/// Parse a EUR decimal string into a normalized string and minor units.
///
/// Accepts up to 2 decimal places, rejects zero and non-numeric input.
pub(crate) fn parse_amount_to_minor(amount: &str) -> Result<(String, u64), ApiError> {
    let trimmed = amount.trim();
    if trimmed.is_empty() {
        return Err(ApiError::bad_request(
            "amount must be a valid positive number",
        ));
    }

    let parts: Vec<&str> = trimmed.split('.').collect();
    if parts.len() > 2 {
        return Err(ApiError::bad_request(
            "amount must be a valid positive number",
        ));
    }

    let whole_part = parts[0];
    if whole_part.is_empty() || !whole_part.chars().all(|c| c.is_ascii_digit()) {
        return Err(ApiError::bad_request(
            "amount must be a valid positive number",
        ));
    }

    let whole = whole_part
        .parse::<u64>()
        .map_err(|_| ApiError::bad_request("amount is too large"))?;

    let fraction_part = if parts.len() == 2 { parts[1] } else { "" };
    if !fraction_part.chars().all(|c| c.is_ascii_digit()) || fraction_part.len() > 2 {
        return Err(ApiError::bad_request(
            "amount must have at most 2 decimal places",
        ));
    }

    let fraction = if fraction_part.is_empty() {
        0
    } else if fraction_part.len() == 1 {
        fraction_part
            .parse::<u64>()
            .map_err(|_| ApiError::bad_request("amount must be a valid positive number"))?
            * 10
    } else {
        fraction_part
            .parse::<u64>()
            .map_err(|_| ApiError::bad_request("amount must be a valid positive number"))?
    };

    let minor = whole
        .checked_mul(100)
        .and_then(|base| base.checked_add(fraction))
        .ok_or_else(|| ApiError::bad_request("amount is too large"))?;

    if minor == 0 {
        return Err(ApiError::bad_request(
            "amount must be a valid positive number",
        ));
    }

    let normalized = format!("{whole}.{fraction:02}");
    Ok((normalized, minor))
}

■ ■ ■

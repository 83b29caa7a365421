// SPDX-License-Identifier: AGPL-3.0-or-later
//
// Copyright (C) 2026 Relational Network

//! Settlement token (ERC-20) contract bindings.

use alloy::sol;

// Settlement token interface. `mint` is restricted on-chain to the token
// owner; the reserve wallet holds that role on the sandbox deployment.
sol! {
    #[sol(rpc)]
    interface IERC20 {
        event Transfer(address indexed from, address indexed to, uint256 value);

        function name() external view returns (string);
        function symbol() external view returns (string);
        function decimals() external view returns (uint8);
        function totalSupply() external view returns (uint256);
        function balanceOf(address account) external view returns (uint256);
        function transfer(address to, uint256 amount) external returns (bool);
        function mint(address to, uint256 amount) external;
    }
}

■ ■ ■

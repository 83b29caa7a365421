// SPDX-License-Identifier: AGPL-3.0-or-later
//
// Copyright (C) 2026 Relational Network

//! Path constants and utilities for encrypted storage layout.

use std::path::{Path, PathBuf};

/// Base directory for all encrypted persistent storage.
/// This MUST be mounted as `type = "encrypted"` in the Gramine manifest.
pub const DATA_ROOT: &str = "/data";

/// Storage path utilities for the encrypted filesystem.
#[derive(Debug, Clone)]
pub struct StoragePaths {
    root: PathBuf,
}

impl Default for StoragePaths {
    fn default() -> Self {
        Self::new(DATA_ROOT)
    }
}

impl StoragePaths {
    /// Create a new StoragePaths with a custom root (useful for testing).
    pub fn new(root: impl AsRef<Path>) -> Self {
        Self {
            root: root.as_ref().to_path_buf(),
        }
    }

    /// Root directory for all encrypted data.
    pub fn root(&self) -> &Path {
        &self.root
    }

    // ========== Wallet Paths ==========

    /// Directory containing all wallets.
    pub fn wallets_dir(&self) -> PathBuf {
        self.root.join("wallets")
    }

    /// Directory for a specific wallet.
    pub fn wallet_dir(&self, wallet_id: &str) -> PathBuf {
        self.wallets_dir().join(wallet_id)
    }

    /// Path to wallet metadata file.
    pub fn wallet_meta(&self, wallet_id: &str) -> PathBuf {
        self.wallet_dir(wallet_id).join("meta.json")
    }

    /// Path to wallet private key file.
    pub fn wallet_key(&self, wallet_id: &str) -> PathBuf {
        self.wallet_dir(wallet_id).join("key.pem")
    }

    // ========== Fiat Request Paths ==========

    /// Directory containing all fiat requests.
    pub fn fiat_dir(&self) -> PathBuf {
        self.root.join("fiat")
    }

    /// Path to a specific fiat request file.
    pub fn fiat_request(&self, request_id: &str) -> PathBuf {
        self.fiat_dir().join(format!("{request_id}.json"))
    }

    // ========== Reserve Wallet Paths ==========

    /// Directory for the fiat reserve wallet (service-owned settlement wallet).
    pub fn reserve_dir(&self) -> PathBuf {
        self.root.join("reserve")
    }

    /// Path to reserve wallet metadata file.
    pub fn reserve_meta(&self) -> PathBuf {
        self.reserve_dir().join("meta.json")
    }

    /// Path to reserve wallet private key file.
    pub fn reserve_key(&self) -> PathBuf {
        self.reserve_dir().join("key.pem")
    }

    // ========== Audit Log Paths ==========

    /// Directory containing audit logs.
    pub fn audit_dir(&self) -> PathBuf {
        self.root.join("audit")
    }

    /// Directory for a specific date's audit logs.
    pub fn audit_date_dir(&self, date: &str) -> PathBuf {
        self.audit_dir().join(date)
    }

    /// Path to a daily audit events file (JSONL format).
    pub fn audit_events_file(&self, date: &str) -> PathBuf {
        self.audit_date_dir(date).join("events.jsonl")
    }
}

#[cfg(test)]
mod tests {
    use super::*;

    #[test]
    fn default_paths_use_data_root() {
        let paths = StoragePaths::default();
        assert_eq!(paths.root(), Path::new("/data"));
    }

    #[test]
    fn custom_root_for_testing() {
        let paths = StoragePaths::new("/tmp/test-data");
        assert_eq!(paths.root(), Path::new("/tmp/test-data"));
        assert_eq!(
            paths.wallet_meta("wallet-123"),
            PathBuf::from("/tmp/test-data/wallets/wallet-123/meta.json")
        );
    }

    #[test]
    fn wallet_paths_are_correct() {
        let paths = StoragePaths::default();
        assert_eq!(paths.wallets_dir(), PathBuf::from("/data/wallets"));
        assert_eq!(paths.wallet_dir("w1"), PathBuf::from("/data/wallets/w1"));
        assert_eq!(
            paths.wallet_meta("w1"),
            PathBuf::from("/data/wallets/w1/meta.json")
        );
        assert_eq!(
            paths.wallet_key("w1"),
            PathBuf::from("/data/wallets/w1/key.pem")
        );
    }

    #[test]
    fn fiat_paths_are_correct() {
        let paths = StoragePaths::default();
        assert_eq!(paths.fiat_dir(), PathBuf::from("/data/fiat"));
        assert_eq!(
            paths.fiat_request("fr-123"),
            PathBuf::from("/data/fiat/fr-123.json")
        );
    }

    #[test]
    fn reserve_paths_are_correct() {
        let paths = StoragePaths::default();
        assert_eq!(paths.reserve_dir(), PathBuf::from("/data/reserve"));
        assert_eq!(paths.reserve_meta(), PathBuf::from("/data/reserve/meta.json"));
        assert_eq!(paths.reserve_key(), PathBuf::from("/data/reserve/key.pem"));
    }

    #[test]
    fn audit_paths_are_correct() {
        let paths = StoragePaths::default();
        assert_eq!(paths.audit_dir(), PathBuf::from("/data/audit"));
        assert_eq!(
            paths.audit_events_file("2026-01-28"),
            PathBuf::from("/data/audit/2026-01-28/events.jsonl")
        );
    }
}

■ ■ ■

» Assigned task
Exact duplication is required for the lines above, from the line that contains "use alloy::sol;" to the line that contains "event Transfer(address indexed", inclusive; omit all others.

» Answer to this exercise
use alloy::sol;

// Settlement token interface. `mint` is restricted on-chain to the token
// owner; the reserve wallet holds that role on the sandbox deployment.
sol! {
    #[sol(rpc)]
    interface IERC20 {
        event Transfer(address indexed from, address indexed to, uint256 value);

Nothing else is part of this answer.